*What you are asked to do:* How many lines in these records hold the string "impl"? State only that number.

[Collected data entries]
* * * * *

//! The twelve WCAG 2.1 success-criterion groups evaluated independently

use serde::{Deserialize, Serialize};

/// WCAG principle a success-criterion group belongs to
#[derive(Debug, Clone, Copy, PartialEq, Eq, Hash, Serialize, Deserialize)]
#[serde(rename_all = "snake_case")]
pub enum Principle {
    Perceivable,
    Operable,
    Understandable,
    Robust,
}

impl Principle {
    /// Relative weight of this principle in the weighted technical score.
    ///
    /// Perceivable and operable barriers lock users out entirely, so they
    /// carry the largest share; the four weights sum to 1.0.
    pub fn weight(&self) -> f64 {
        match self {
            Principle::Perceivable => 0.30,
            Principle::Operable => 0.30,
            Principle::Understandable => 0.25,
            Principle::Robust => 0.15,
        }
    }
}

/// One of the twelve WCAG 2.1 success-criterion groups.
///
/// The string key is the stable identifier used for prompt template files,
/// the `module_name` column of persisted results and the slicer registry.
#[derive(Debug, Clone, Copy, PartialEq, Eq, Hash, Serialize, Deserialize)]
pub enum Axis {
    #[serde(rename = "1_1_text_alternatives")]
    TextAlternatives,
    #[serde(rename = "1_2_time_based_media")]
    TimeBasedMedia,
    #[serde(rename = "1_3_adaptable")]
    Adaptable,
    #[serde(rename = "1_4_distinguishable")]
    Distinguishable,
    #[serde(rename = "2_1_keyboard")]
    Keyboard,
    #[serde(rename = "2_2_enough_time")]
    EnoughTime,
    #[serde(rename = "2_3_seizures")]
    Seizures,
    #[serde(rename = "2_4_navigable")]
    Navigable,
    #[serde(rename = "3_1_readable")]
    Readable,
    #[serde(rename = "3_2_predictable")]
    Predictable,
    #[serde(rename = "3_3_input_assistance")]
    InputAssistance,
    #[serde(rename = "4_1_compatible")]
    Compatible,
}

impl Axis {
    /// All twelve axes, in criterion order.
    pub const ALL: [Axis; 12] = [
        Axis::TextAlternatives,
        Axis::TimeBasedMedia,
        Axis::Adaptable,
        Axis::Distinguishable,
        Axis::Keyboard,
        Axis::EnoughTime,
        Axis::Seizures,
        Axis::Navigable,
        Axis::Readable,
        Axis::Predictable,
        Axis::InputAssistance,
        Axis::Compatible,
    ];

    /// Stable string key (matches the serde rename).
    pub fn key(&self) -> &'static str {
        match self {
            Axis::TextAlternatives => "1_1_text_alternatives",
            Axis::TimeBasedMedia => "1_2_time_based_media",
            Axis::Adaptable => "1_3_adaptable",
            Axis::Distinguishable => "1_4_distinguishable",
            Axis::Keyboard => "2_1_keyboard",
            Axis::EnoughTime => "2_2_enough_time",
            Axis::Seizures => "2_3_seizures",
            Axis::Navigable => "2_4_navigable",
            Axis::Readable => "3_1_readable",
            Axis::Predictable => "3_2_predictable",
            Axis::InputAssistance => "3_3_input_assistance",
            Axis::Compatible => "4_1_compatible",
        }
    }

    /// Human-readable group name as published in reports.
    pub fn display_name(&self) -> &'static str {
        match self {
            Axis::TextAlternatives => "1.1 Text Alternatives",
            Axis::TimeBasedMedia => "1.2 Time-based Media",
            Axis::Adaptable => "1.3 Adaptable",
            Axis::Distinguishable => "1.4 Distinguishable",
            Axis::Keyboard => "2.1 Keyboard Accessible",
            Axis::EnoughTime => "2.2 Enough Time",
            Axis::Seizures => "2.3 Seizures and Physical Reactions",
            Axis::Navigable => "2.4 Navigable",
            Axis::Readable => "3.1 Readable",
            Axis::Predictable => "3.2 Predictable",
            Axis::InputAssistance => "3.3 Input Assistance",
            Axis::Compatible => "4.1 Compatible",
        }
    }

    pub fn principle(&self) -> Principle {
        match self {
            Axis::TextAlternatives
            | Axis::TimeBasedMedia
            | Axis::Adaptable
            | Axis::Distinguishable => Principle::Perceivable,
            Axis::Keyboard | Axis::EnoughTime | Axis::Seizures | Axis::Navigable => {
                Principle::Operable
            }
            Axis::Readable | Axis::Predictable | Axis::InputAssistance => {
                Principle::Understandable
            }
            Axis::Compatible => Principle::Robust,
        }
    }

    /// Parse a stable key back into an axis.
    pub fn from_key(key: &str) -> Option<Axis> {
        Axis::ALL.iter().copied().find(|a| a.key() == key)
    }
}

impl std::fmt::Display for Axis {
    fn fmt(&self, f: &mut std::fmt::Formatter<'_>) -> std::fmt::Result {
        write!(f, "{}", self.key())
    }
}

* * * * *

*Exercise response:* 3